Studio album by Dolly Parton
- Released: February 3, 1969
- Recorded: September 9–October 9, 1968
- Studio: RCA Studio B (Nashville)
- Genre: Country
- Length: 29:00
- Label: RCA Victor
- Producer: Bob Ferguson

Dolly Parton chronology
| Just the Two of Us (1968) | In the Good Old Days (When Times Were Bad) (1969) | Always, Always (1969) |

Singles from In the Good Old Days (When Times Were Bad)
- "In the Good Old Days (When Times Were Bad)" Released: October 14, 1968;

= In the Good Old Days (When Times Were Bad) =

In the Good Old Days (When Times Were Bad) is the third solo studio album by American singer-songwriter Dolly Parton. It was released on February 3, 1969, by RCA Victor. The album was produced by Bob Ferguson. It peaked at number 15 on the Billboard Top Country Albums chart. The album's title track was the only single released and it peaked at number 25 on the Billboard Hot Country Songs chart.

==Recording==
Recording sessions for the album began at RCA Studio B in Nashville, Tennessee, on September 9 and 10, 1968. One additional session followed on October 9.

==Content==
This was the first album where she wrote half the songs. In the title song, Parton looks back on her impoverished upbringing, concluding that while she values the lessons it taught her, she would not want to go back. The humorous "He's a Go Getter" plays on an unexpected pun, "When his wife gets off from work, he'll go get 'er." Parton also covers the Jeannie C. Riley hit "Harper Valley PTA", Tammy Wynette's "D-I-V-O-R-C-E", and Porter Wagoner's hit, "The Carroll County Accident".

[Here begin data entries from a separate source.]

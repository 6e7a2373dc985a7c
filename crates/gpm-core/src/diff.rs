//! Classification of tracked and candidate paths
//!
//! Compares one scan of the working tree against the manifest and the blob
//! store. Each path is classified exactly once; the direction of the run
//! only matters to the planner.

use std::collections::BTreeMap;
use std::path::Path;

use gpm_fs::NormalizedPath;
use serde::Serialize;

use crate::blob::BlobStore;
use crate::error::{PathError, PathFailure};
use crate::fingerprint::{self, StatInfo};
use crate::manifest::{EntryMode, Manifest, ManifestEntry};
use crate::scanner::{ScanEntry, ScanPolicy, SpecialKind};

/// Direction requested by the caller
#[derive(Debug, Clone, Copy, PartialEq, Eq, Hash, Serialize)]
#[serde(rename_all = "kebab-case")]
pub enum Direction {
    Encrypt,
    Decrypt,
}

impl std::fmt::Display for Direction {
    fn fmt(&self, f: &mut std::fmt::Formatter<'_>) -> std::fmt::Result {
        match self {
            Self::Encrypt => f.write_str("encrypt"),
            Self::Decrypt => f.write_str("decrypt"),
        }
    }
}

/// Classification of a single path
#[derive(Debug, Clone, PartialEq, Eq)]
pub enum PathChange {
    /// Plaintext present, no manifest entry
    New { path: NormalizedPath, stat: StatInfo },
    /// Plaintext hash differs from the entry
    Modified { entry: ManifestEntry, stat: StatInfo },
    /// Plaintext agrees with the entry. `refreshed` carries new hints when
    /// only the stat data drifted.
    Unchanged {
        entry: ManifestEntry,
        refreshed: Option<StatInfo>,
    },
    /// Plaintext gone, blob present
    Deleted { entry: ManifestEntry },
    /// Plaintext present, blob gone
    BlobMissing { entry: ManifestEntry, stat: StatInfo },
    /// Plaintext and blob both gone
    Vanished { entry: ManifestEntry },
    /// Tombstoned entry whose plaintext is still absent
    Tombstoned { entry: ManifestEntry },
    /// Tombstoned entry whose plaintext reappeared
    Revived { entry: ManifestEntry, stat: StatInfo },
}

impl PathChange {
    pub fn path(&self) -> &NormalizedPath {
        match self {
            Self::New { path, .. } => path,
            Self::Modified { entry, .. }
            | Self::Unchanged { entry, .. }
            | Self::Deleted { entry }
            | Self::BlobMissing { entry, .. }
            | Self::Vanished { entry }
            | Self::Tombstoned { entry }
            | Self::Revived { entry, .. } => &entry.path,
        }
    }
}

/// A path left out of the plan because it is not a regular file
#[derive(Debug, Clone, PartialEq, Eq, Serialize)]
pub struct Exclusion {
    pub path: NormalizedPath,
    pub kind: SpecialKind,
}

/// Result of a diff
#[derive(Debug, Default)]
pub struct DiffOutcome {
    /// One change per path, sorted by path
    pub changes: Vec<PathChange>,
    pub excluded: Vec<Exclusion>,
    /// Tracked paths the ignore policy now hides; their entries are kept
    pub ignored: Vec<NormalizedPath>,
    /// Paths that could not be read or hashed
    pub failures: Vec<PathFailure>,
}

/// Compares scan results with the manifest
pub struct DiffEngine<'a> {
    root: &'a Path,
    store: &'a BlobStore,
    policy: Option<&'a ScanPolicy>,
}

impl<'a> DiffEngine<'a> {
    pub fn new(root: &'a Path, store: &'a BlobStore) -> Self {
        Self {
            root,
            store,
            policy: None,
        }
    }

    /// Leave entries alone when the scan that produced the results could
    /// not have seen them.
    pub fn with_policy(mut self, policy: &'a ScanPolicy) -> Self {
        self.policy = Some(policy);
        self
    }

    pub fn diff(&self, manifest: &Manifest, scan: impl IntoIterator<Item = ScanEntry>) -> DiffOutcome {
        let mut outcome = DiffOutcome::default();
        let mut files: BTreeMap<NormalizedPath, StatInfo> = BTreeMap::new();
        let mut specials: BTreeMap<NormalizedPath, SpecialKind> = BTreeMap::new();
        let mut unreadable: Vec<NormalizedPath> = Vec::new();

        for item in scan {
            match item {
                ScanEntry::File { path, stat } => {
                    files.insert(path, stat);
                }
                ScanEntry::Special { path, kind } => {
                    specials.insert(path, kind);
                }
                ScanEntry::Unreadable { path, message } => {
                    outcome
                        .failures
                        .push(PathFailure::new(path.clone(), &PathError::Scan(message)));
                    unreadable.push(path);
                }
            }
        }

        for entry in manifest.entries() {
            if unreadable.iter().any(|blocked| entry.path.starts_with(blocked)) {
                tracing::debug!(path = %entry.path, "Entry under unreadable path left untouched");
                continue;
            }
            if specials.contains_key(&entry.path) {
                // Reported with the other specials below.
                continue;
            }
            if self.policy.is_some_and(|policy| policy.covers(&entry.path)) {
                tracing::warn!(path = %entry.path, "Tracked path is ignored, leaving its entry untouched");
                outcome.ignored.push(entry.path.clone());
                continue;
            }

            let plaintext = files.remove(&entry.path);
            if let Some(change) = self.classify(entry, plaintext, &mut outcome.failures) {
                tracing::debug!(path = %entry.path, change = change_label(&change), "Classified");
                outcome.changes.push(change);
            }
        }

        for (path, stat) in files {
            tracing::debug!(path = %path, "Classified new path");
            outcome.changes.push(PathChange::New { path, stat });
        }

        for (path, kind) in specials {
            tracing::warn!(path = %path, kind = %kind, "Skipping non-regular file");
            outcome.excluded.push(Exclusion { path, kind });
        }

        outcome.changes.sort_by(|a, b| a.path().cmp(b.path()));
        outcome
    }

    fn classify(
        &self,
        entry: &ManifestEntry,
        plaintext: Option<StatInfo>,
        failures: &mut Vec<PathFailure>,
    ) -> Option<PathChange> {
        let entry = entry.clone();

        if entry.mode == EntryMode::Tombstoned {
            return Some(match plaintext {
                Some(stat) => PathChange::Revived { entry, stat },
                None => PathChange::Tombstoned { entry },
            });
        }

        let blob_present = self.store.contains(&entry.blob_id);
        let stat = match (plaintext, blob_present) {
            (None, true) => return Some(PathChange::Deleted { entry }),
            (None, false) => return Some(PathChange::Vanished { entry }),
            (Some(stat), false) => return Some(PathChange::BlobMissing { entry, stat }),
            (Some(stat), true) => stat,
        };

        if !fingerprint::may_have_changed(&entry, &stat) {
            let refreshed = entry.mode.is_pending().then_some(stat);
            return Some(PathChange::Unchanged { entry, refreshed });
        }

        let native = self.root.join(entry.path.to_native());
        match fingerprint::fingerprint_file(&native) {
            Ok(fp) if fingerprint::has_changed(&entry, &fp) => Some(PathChange::Modified {
                entry,
                stat: fp.stat,
            }),
            Ok(fp) => {
                let refreshed =
                    (fp.stat != entry.stat() || entry.mode.is_pending()).then_some(fp.stat);
                Some(PathChange::Unchanged { entry, refreshed })
            }
            Err(e) => {
                tracing::warn!(path = %entry.path, error = %e, "Could not hash file");
                failures.push(PathFailure::new(entry.path, &PathError::Scan(e.to_string())));
                None
            }
        }
    }
}

fn change_label(change: &PathChange) -> &'static str {
    match change {
        PathChange::New { .. } => "new",
        PathChange::Modified { .. } => "modified",
        PathChange::Unchanged { .. } => "unchanged",
        PathChange::Deleted { .. } => "deleted",
        PathChange::BlobMissing { .. } => "blob-missing",
        PathChange::Vanished { .. } => "vanished",
        PathChange::Tombstoned { .. } => "tombstoned",
        PathChange::Revived { .. } => "revived",
    }
}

Parton re-recorded the title song for her 1973 album My Tennessee Mountain Home.

Parton re-recorded "The Carroll County Accident" with Buck Trent for his 2018 album Spartanburg Blues.

==Release and promotion==
The album was released February 3, 1969, on LP and 8-track.

===Singles===
The album's only single, "In the Good Old Days (When Times Were Bad)", was released in October 1968 and debuted at number 54 on the Billboard Hot Country Songs chart dated November 16. It peaked at number 25 on the chart dated December 21, its sixth week on the chart. It charted for a total of 11 weeks.

==Critical reception==

The review published in the February 15, 1969 issue of Billboard said, "Without doubt this will be a big hit LP for Dolly Parton... just as it will be considered a great package of entertainment by her friends. The key to the LP is her empathy on "In the Good Old Days (When Times Were Bad)", but also she tugs the heartstrings on "D-I-V-O-R-C-E" and gets through to the emotion on "The Carrol County Accident"."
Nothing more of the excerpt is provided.